• Data to examine:
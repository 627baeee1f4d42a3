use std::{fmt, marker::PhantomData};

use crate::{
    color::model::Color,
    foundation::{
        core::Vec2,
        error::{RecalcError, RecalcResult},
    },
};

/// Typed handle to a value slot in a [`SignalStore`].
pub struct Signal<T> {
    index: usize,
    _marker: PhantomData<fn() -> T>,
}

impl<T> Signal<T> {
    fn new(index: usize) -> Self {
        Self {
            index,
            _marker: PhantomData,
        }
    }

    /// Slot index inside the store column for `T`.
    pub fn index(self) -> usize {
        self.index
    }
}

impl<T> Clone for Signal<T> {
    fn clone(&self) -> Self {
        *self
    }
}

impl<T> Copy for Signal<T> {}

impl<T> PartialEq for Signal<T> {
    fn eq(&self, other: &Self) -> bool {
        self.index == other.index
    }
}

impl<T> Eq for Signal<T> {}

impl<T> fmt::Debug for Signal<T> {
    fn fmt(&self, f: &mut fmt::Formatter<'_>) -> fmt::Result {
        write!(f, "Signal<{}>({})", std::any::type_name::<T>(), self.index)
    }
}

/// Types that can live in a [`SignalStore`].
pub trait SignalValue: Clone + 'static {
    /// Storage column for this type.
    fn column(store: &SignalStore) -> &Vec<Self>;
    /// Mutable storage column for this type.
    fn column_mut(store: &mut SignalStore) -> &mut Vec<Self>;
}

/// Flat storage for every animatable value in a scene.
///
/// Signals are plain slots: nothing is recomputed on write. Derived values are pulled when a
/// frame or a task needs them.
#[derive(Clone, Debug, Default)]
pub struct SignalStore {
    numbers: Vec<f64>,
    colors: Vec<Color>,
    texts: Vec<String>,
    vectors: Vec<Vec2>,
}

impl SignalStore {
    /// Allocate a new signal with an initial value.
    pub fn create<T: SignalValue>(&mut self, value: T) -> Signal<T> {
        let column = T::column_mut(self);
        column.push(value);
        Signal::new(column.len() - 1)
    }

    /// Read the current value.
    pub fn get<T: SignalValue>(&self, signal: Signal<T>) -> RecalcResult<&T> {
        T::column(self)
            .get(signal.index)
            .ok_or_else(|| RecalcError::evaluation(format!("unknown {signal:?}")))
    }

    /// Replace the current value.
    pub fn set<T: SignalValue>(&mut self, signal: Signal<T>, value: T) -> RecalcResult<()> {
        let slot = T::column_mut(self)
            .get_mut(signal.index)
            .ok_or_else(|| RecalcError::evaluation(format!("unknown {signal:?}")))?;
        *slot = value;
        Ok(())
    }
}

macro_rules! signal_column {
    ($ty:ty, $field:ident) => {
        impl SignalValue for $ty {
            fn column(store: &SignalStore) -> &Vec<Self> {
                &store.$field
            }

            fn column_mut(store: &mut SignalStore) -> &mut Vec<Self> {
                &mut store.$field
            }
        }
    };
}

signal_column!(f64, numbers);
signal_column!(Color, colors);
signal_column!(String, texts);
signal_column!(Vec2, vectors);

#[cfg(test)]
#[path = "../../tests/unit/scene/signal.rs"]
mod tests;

• Aim of the task: Return the entries above exactly, each one complete.

• Output for this exercise:
repository 627baeee1f4d42a3
use std::{fmt, marker::PhantomData};

use crate::{
    color::model::Color,
    foundation::{
        core::Vec2,
        error::{RecalcError, RecalcResult},
    },
};

/// Typed handle to a value slot in a [`SignalStore`].
pub struct Signal<T> {
    index: usize,
    _marker: PhantomData<fn() -> T>,
}

impl<T> Signal<T> {
    fn new(index: usize) -> Self {
        Self {
            index,
            _marker: PhantomData,
        }
    }

    /// Slot index inside the store column for `T`.
    pub fn index(self) -> usize {
        self.index
    }
}

impl<T> Clone for Signal<T> {
    fn clone(&self) -> Self {
        *self
    }
}

impl<T> Copy for Signal<T> {}

impl<T> PartialEq for Signal<T> {
    fn eq(&self, other: &Self) -> bool {
        self.index == other.index
    }
}

impl<T> Eq for Signal<T> {}

impl<T> fmt::Debug for Signal<T> {
    fn fmt(&self, f: &mut fmt::Formatter<'_>) -> fmt::Result {
        write!(f, "Signal<{}>({})", std::any::type_name::<T>(), self.index)
    }
}

/// Types that can live in a [`SignalStore`].
pub trait SignalValue: Clone + 'static {
    /// Storage column for this type.
    fn column(store: &SignalStore) -> &Vec<Self>;
    /// Mutable storage column for this type.
    fn column_mut(store: &mut SignalStore) -> &mut Vec<Self>;
}

/// Flat storage for every animatable value in a scene.
///
/// Signals are plain slots: nothing is recomputed on write. Derived values are pulled when a
/// frame or a task needs them.
#[derive(Clone, Debug, Default)]
pub struct SignalStore {
    numbers: Vec<f64>,
    colors: Vec<Color>,
    texts: Vec<String>,
    vectors: Vec<Vec2>,
}

impl SignalStore {
    /// Allocate a new signal with an initial value.
    pub fn create<T: SignalValue>(&mut self, value: T) -> Signal<T> {
        let column = T::column_mut(self);
        column.push(value);
        Signal::new(column.len() - 1)
    }

    /// Read the current value.
    pub fn get<T: SignalValue>(&self, signal: Signal<T>) -> RecalcResult<&T> {
        T::column(self)
            .get(signal.index)
            .ok_or_else(|| RecalcError::evaluation(format!("unknown {signal:?}")))
    }

    /// Replace the current value.
    pub fn set<T: SignalValue>(&mut self, signal: Signal<T>, value: T) -> RecalcResult<()> {
        let slot = T::column_mut(self)
            .get_mut(signal.index)
            .ok_or_else(|| RecalcError::evaluation(format!("unknown {signal:?}")))?;
        *slot = value;
        Ok(())
    }
}

macro_rules! signal_column {
    ($ty:ty, $field:ident) => {
        impl SignalValue for $ty {
            fn column(store: &SignalStore) -> &Vec<Self> {
                &store.$field
            }

            fn column_mut(store: &mut SignalStore) -> &mut Vec<Self> {
                &mut store.$field
            }
        }
    };
}

signal_column!(f64, numbers);
signal_column!(Color, colors);
signal_column!(String, texts);
signal_column!(Vec2, vectors);

#[cfg(test)]
#[path = "../../tests/unit/scene/signal.rs"]
mod tests;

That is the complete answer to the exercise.